Kimberlites are unusual, ancient igneous rocks that originate deep within the Earth. These rare formations provide insights into the planet’s interior. Their distinct composition and formation processes set them apart from most other rock types found on the surface.
Formation and Geological Features
Kimberlites form at extreme depths within the Earth’s mantle, typically between 150 and 450 kilometers below the surface. This deep origin is possible due to specific conditions in the mantle, where volatile components like water and carbon dioxide are abundant. The magma then ascends rapidly through the Earth’s crust in powerful, explosive volcanic eruptions, creating carrot-shaped structures known as kimberlite pipes. These eruptions are thought to be far more violent than modern volcanic events.
Kimberlites are ultramafic rocks, rich in magnesium and iron. Their composition typically includes minerals such as olivine, phlogopite (a type of mica), and various garnets like chromium pyrope. Kimberlites also frequently contain xenoliths, which are fragments of mantle rock brought to the surface during the rapid eruption, offering geologists direct samples of the deep Earth.
Where Kimberlites Are Found
Kimberlites are globally distributed but are predominantly found on ancient, stable continental landmasses called cratons. These cratons possess deep, thick “roots” that extend into the mantle, providing the necessary conditions for kimberlite formation and ascent. The presence of kimberlites in these areas offers valuable information about the history and composition of these deep continental roots.

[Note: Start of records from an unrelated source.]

#[cfg(test)]
mod tests {
    use std::time::Duration;

    use super::*;
    use crate::memory::MemoryNavigator;
    use navbatch_types::{NavigationKind, UrlObject};

    fn setup(href: &str) -> (Arc<MemoryNavigator>, BatchScheduler) {
        let nav = Arc::new(MemoryNavigator::at(href).unwrap());
        let scheduler = BatchScheduler::new(nav.clone(), ScopeConfig::default());
        (nav, scheduler)
    }

    fn set(key: &str, value: i32) -> MutationDescriptor {
        MutationDescriptor::push(UrlObject::new().set(key, value))
    }

    #[tokio::test]
    async fn one_navigation_per_tick() {
        let (nav, scheduler) = setup("/");
        for i in 0..5 {
            scheduler.enqueue(set(&format!("k{i}"), i)).unwrap();
        }
        assert_eq!(scheduler.pending(), 5);
        assert!(scheduler.is_scheduled());
        assert_eq!(nav.request_count(), 0);

        let request = scheduler.settle().await.unwrap().unwrap();
        assert_eq!(nav.request_count(), 1);
        assert_eq!(request.href(), "/?k0=0&k1=1&k2=2&k3=3&k4=4");
        assert_eq!(scheduler.phase(), SchedulerPhase::Idle);
        assert_eq!(scheduler.pending(), 0);
    }

    #[tokio::test]
    async fn flush_runs_when_caller_yields() {
        let (nav, scheduler) = setup("/?a=1");
        scheduler.enqueue(set("a", 2)).unwrap();
        scheduler.enqueue(set("b", 3)).unwrap();

        tokio::task::yield_now().await;
        tokio::task::yield_now().await;

        assert_eq!(nav.request_count(), 1);
        assert_eq!(nav.current().href(), "/?a=2&b=3");
    }

    #[tokio::test]
    async fn teardown_suppresses_armed_flush() {
        let (nav, scheduler) = setup("/");
        scheduler.enqueue(set("a", 1)).unwrap();
        scheduler.enqueue(set("b", 2)).unwrap();

        scheduler.teardown();
        assert!(scheduler.is_torn_down());
        assert_eq!(scheduler.pending(), 0);

        for _ in 0..3 {
            tokio::task::yield_now().await;
        }
        assert!(scheduler.settle().await.unwrap().is_none());
        assert_eq!(nav.request_count(), 0);
    }

    #[tokio::test]
    async fn enqueue_after_teardown_fails() {
        let (_nav, scheduler) = setup("/");
        scheduler.teardown();
        scheduler.teardown();
        assert!(matches!(
            scheduler.enqueue(set("a", 1)),
            Err(BatchError::TornDown)
        ));
        assert_eq!(scheduler.pending(), 0);
        assert!(matches!(
            scheduler.flush_now().await,
            Err(BatchError::TornDown)
        ));
    }

    #[tokio::test]
    async fn baseline_is_read_at_flush_time() {
        let (nav, scheduler) = setup("/?a=1");
        scheduler.enqueue(set("a", 2)).unwrap();

        // Someone else navigates before the tick ends.
        nav.set_location(UrlState::parse("/other?b=9#frag").unwrap());

        let request = scheduler.settle().await.unwrap().unwrap();
        assert_eq!(request.href(), "/other?a=2&b=9#frag");
    }

    #[tokio::test]
    async fn next_tick_starts_fresh_batch() {
        let (nav, scheduler) = setup("/");
        scheduler.enqueue(set("a", 1)).unwrap();
        scheduler.settle().await.unwrap();

        scheduler
            .enqueue(MutationDescriptor::replace(UrlObject::new().set("b", 2)))
            .unwrap();
        let second = scheduler.settle().await.unwrap().unwrap();

        assert_eq!(nav.request_count(), 2);
        assert_eq!(second.kind, NavigationKind::Replace);
        assert_eq!(second.href(), "/?a=1&b=2");
        assert_eq!(nav.history().len(), 2);
    }

    #[tokio::test]
    async fn navigation_failure_is_surfaced_not_retried() {
        let (nav, scheduler) = setup("/");
        let mut events = scheduler.subscribe();
        nav.fail_next("blocked by host");

        scheduler.enqueue(set("a", 1)).unwrap();
        let err = scheduler.settle().await.unwrap_err();
        assert!(matches!(err, BatchError::Navigation(ref e) if e.message == "blocked by host"));
        assert_eq!(nav.request_count(), 1);

        let event = events.try_recv().unwrap();
        assert!(event.is_failure());
        assert_eq!(event.request().href(), "/?a=1");

        // The failed batch is gone; the next tick flushes only new work.
        scheduler.enqueue(set("b", 2)).unwrap();
        let request = scheduler.settle().await.unwrap().unwrap();
        assert_eq!(request.href(), "/?b=2");
        assert_eq!(nav.request_count(), 2);
    }

    #[tokio::test]
    async fn successful_flush_publishes_event() {
        let (_nav, scheduler) = setup("/");
        let mut events = scheduler.subscribe();
        scheduler.enqueue(set("a", 1)).unwrap();
        scheduler.settle().await.unwrap();

        match events.try_recv().unwrap() {
            FlushEvent::Navigated { request } => assert_eq!(request.href(), "/?a=1"),
            other => panic!("unexpected event: {other:?}"),
        }
        assert!(events.try_recv().is_err());
    }

    #[tokio::test]
    async fn flush_now_disarms_deferred_flush() {
        let (nav, scheduler) = setup("/");
        scheduler.enqueue(set("a", 1)).unwrap();
        scheduler.enqueue(set("b", 2)).unwrap();

        let request = scheduler.flush_now().await.unwrap().unwrap();
        assert_eq!(request.href(), "/?a=1&b=2");
        assert_eq!(scheduler.phase(), SchedulerPhase::Idle);

        for _ in 0..3 {
            tokio::task::yield_now().await;
        }
        assert!(scheduler.settle().await.unwrap().is_none());
        assert_eq!(nav.request_count(), 1);
    }

    #[tokio::test]
    async fn flush_now_on_empty_queue_is_noop() {
        let (nav, scheduler) = setup("/");
        assert!(scheduler.flush_now().await.unwrap().is_none());
        assert_eq!(nav.request_count(), 0);
    }

    #[tokio::test(start_paused = true)]
    async fn flush_delay_widens_the_batch() {
        let nav = Arc::new(MemoryNavigator::default());
        let config = ScopeConfig {
            flush_delay: Duration::from_millis(5),
            ..ScopeConfig::default()
        };
        let scheduler = BatchScheduler::new(nav.clone(), config);

        scheduler.enqueue(set("a", 1)).unwrap();
        tokio::time::sleep(Duration::from_millis(1)).await;
        assert_eq!(nav.request_count(), 0);
        scheduler.enqueue(set("b", 2)).unwrap();

        let request = scheduler.settle().await.unwrap().unwrap();
        assert_eq!(request.href(), "/?a=1&b=2");
        assert_eq!(nav.request_count(), 1);
    }

    #[tokio::test]
    async fn schedulers_do_not_share_queues() {
        let nav = Arc::new(MemoryNavigator::default());
        let left = BatchScheduler::new(nav.clone(), ScopeConfig::named("left"));
        let right = BatchScheduler::new(nav.clone(), ScopeConfig::named("right"));

        left.enqueue(set("l", 1)).unwrap();
        right.enqueue(set("r", 1)).unwrap();
        right.teardown();

        let request = left.settle().await.unwrap().unwrap();
        assert_eq!(request.href(), "/?l=1");
        assert_eq!(nav.request_count(), 1);
    }

    #[tokio::test]
    async fn unsettled_failures_still_reach_subscribers() {
        let (nav, scheduler) = setup("/");
        let mut events = scheduler.subscribe();
        nav.fail_next("first");
        nav.fail_next("second");

        scheduler.enqueue(set("a", 1)).unwrap();
        tokio::task::yield_now().await;
        tokio::task::yield_now().await;
        assert_eq!(nav.request_count(), 1);

        scheduler.enqueue(set("b", 2)).unwrap();
        let err = scheduler.settle().await.unwrap_err();
        assert!(matches!(err, BatchError::Navigation(ref e) if e.message == "second"));
        assert_eq!(nav.request_count(), 2);

        let mut failures = Vec::new();
        while let Ok(event) = events.try_recv() {
            match event {
                FlushEvent::Failed { request, error } => {
                    failures.push((request.href(), error.message))
                }
                other => panic!("unexpected event: {other:?}"),
            }
        }
        assert_eq!(
            failures,
            vec![
                ("/?a=1".to_string(), "first".to_string()),
                ("/?b=2".to_string(), "second".to_string()),
            ]
        );
    }

    #[tokio::test(flavor = "multi_thread", worker_threads = 2)]
    async fn multi_thread_runtime_is_rejected() {
        let (nav, scheduler) = setup("/");
        assert!(matches!(
            scheduler.enqueue(set("a", 1)),
            Err(BatchError::UnsupportedRuntime(_))
        ));
        std::thread::sleep(Duration::from_millis(20));
        assert!(matches!(
            scheduler.enqueue(set("b", 2)),
            Err(BatchError::UnsupportedRuntime(_))
        ));

        assert_eq!(scheduler.pending(), 0);
        assert_eq!(scheduler.phase(), SchedulerPhase::Idle);
        assert!(scheduler.settle().await.unwrap().is_none());
        assert_eq!(nav.request_count(), 0);
    }

    #[test]
    fn enqueue_outside_runtime_is_rejected() {
        let (_nav, scheduler) = setup("/");
        assert!(matches!(
            scheduler.enqueue(set("a", 1)),
            Err(BatchError::NoRuntime)
        ));
        assert_eq!(scheduler.pending(), 0);
        assert_eq!(scheduler.phase(), SchedulerPhase::Idle);
    }
}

Significant kimberlite-bearing regions include parts of Africa (such as South Africa and Botswana), Siberia, Canada, and Australia. The oldest known kimberlites date back to the Archean Eon, around 2.8 billion years ago.
The Connection to Diamonds
Kimberlites are the primary natural transport mechanism for diamonds. Diamonds form much deeper within the Earth’s mantle, typically at depths of 150 to 200 kilometers, under immense pressure and temperatures ranging from 900 to 1,300 degrees Celsius, where carbon atoms crystallize into their rigid structure.
The rapid ascent of kimberlite magma to the surface is crucial for preserving diamonds. If the ascent were slow, the diamonds would revert to graphite, their more stable form at lower pressures. Kimberlites act as a high-speed elevator, bringing these deeply formed diamonds to the surface relatively quickly, sometimes in a matter of hours. While kimberlites are the main source, not all kimberlite pipes contain diamonds, and only a small percentage are rich enough to be mined.
Identifying Kimberlites
Identifying kimberlites involves observing physical characteristics and searching for specific indicator minerals. Unaltered kimberlite is typically dull gray-green to bluish, known as “blue ground” among miners. When weathered and oxidized, it can appear yellowish-brown, called “yellow ground,” due to the alteration of minerals like magnetite to limonite. The rock often has a fine-grained texture and can contain visible fragments of other rocks.
Prospectors look for specific “indicator minerals” that are commonly found alongside kimberlites and are more resistant to weathering. These include distinct types of pyrope garnet (often reddish-purple), chromite (black), and magnesian ilmenite (black). These minerals indicate the potential presence of a kimberlite pipe nearby.